(Saved data entries)
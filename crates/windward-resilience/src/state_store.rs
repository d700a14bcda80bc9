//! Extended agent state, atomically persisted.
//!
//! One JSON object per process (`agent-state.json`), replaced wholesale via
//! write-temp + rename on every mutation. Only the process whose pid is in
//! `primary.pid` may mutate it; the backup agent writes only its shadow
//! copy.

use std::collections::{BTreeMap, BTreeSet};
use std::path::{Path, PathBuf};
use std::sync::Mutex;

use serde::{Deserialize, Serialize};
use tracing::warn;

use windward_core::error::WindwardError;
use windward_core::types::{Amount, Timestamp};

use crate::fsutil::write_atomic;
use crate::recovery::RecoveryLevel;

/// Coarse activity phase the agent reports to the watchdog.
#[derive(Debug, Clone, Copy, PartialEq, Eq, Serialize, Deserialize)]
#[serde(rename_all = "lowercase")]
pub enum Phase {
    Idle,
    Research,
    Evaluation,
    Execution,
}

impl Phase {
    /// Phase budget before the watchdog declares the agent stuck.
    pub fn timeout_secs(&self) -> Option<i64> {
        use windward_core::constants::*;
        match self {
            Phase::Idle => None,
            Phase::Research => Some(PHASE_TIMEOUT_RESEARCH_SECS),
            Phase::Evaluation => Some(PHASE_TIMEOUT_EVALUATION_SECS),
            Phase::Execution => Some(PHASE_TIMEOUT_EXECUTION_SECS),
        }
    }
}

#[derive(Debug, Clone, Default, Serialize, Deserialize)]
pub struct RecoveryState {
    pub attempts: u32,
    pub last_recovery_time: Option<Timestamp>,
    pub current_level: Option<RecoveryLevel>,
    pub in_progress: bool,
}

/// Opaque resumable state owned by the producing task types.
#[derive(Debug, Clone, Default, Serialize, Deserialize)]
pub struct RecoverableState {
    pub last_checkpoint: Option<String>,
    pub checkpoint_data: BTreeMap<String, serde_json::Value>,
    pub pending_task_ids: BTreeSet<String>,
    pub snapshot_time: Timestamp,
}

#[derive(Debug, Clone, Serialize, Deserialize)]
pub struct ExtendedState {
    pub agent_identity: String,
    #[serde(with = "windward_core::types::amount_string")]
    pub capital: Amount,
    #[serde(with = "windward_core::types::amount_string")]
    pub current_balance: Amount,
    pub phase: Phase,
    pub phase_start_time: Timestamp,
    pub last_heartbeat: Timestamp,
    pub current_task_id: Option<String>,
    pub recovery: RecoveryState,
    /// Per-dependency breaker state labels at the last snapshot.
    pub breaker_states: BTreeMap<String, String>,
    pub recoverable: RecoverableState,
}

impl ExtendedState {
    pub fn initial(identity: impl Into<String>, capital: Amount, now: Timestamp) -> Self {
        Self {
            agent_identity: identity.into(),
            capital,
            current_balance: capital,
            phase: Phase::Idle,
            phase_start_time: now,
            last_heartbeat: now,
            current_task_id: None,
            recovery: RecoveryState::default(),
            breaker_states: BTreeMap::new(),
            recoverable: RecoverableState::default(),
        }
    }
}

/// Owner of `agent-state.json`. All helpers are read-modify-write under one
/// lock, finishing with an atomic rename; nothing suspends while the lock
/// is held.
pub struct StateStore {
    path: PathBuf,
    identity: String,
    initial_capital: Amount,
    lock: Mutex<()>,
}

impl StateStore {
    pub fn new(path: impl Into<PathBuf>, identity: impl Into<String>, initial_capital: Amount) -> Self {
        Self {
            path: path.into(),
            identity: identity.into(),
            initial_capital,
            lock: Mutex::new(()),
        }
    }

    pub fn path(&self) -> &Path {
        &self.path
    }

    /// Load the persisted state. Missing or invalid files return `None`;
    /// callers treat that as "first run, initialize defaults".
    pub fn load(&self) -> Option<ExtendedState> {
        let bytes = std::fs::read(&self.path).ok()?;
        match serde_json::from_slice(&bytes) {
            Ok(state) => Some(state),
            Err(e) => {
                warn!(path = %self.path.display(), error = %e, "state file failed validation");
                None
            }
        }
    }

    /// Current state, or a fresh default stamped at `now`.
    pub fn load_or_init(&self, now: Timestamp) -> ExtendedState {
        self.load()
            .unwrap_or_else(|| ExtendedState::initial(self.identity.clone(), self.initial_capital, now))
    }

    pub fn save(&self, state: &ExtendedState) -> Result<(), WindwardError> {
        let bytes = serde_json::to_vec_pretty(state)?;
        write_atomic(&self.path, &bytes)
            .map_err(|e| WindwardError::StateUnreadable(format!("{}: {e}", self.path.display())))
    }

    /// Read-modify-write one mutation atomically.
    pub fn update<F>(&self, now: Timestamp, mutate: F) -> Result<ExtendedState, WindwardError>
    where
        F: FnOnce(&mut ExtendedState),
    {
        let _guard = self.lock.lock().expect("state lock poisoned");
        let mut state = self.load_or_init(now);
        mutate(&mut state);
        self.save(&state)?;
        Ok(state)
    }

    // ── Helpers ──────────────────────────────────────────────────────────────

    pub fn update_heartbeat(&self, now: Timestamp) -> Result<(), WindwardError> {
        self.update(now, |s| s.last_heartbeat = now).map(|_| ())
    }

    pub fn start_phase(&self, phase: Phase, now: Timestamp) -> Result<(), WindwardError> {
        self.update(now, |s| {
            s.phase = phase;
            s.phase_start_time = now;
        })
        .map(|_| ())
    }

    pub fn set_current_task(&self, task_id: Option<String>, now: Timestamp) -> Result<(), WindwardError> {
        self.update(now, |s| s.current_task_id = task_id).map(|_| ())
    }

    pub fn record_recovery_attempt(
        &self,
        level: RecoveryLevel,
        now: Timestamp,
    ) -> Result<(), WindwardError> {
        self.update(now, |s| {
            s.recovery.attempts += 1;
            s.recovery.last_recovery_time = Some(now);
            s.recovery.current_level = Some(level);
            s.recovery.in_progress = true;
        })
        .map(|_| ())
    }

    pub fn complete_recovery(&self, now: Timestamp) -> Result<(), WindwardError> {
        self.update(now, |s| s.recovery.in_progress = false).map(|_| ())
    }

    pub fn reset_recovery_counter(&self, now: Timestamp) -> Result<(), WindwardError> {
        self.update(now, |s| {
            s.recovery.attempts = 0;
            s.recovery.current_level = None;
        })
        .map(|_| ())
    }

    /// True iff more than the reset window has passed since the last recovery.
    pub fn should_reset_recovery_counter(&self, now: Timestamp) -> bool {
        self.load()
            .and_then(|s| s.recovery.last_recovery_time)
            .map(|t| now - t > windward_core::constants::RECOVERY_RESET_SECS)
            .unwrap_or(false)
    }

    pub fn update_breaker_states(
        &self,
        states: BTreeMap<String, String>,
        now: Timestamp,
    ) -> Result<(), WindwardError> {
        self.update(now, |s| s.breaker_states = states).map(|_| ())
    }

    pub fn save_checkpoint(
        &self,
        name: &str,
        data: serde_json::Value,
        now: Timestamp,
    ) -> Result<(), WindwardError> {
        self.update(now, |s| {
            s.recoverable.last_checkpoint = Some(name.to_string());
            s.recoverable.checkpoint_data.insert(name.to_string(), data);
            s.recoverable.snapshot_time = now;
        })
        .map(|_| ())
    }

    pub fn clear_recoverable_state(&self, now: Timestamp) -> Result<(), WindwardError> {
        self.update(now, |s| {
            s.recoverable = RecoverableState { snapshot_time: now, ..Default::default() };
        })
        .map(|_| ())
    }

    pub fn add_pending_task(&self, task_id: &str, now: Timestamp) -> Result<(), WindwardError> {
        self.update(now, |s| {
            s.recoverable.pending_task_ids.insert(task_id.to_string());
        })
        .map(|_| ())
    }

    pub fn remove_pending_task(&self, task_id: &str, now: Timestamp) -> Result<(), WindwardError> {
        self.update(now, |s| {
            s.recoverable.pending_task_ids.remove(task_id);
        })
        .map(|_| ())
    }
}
==
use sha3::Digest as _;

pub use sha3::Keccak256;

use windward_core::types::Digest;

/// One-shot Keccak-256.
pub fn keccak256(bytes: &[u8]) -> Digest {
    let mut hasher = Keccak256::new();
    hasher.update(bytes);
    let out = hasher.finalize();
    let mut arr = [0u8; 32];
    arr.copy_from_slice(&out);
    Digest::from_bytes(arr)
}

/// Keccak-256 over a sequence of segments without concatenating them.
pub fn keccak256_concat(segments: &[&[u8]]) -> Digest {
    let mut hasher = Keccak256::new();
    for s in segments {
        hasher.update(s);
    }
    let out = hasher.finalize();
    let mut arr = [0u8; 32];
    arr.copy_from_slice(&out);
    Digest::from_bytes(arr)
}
--
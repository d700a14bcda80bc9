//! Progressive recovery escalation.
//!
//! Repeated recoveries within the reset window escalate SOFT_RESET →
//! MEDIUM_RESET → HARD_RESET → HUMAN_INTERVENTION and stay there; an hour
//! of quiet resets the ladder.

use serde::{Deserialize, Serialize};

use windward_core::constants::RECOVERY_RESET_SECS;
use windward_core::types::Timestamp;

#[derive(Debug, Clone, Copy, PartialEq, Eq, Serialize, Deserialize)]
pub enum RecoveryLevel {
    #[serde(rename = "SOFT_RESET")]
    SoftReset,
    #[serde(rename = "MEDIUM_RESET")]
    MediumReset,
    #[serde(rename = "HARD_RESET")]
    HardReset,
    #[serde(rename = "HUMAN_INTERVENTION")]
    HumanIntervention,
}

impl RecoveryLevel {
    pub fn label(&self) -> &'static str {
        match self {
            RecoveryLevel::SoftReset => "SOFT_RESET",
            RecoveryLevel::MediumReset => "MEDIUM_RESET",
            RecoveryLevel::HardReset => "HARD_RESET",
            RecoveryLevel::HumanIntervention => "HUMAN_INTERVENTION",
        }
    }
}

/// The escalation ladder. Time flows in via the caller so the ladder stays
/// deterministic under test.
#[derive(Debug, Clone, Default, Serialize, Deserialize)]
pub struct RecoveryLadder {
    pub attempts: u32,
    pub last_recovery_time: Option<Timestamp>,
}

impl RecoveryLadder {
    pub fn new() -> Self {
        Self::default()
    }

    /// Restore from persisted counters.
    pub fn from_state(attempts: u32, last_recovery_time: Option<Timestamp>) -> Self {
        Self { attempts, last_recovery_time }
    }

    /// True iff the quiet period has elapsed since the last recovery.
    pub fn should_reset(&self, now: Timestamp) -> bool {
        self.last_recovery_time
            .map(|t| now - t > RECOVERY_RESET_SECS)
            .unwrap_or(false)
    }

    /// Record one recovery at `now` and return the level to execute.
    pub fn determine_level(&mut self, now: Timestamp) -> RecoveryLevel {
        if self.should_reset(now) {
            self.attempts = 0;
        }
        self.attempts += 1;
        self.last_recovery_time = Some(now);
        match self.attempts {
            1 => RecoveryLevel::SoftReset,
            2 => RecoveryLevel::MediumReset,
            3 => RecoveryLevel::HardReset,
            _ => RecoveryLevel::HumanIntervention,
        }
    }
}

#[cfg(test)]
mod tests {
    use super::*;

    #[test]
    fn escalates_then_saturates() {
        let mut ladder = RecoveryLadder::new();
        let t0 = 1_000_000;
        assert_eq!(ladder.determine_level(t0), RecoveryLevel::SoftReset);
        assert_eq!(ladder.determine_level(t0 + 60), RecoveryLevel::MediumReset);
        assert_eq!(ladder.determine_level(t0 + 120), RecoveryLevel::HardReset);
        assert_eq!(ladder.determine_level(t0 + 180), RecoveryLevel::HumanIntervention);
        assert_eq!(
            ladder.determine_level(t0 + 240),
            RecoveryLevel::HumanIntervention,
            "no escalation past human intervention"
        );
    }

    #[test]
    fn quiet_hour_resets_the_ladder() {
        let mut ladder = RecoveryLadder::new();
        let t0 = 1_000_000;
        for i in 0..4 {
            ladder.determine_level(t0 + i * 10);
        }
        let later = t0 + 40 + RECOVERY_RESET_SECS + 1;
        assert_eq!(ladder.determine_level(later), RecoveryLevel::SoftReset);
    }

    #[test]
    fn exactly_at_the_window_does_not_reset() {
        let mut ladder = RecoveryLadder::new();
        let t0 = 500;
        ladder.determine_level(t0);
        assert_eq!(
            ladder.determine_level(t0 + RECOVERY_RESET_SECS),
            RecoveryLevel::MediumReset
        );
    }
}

◆ What needs to be done ◆
Your reply should be one number, the count of lines in the data that include the word "mutate".

◆ Response to this exercise ◆
3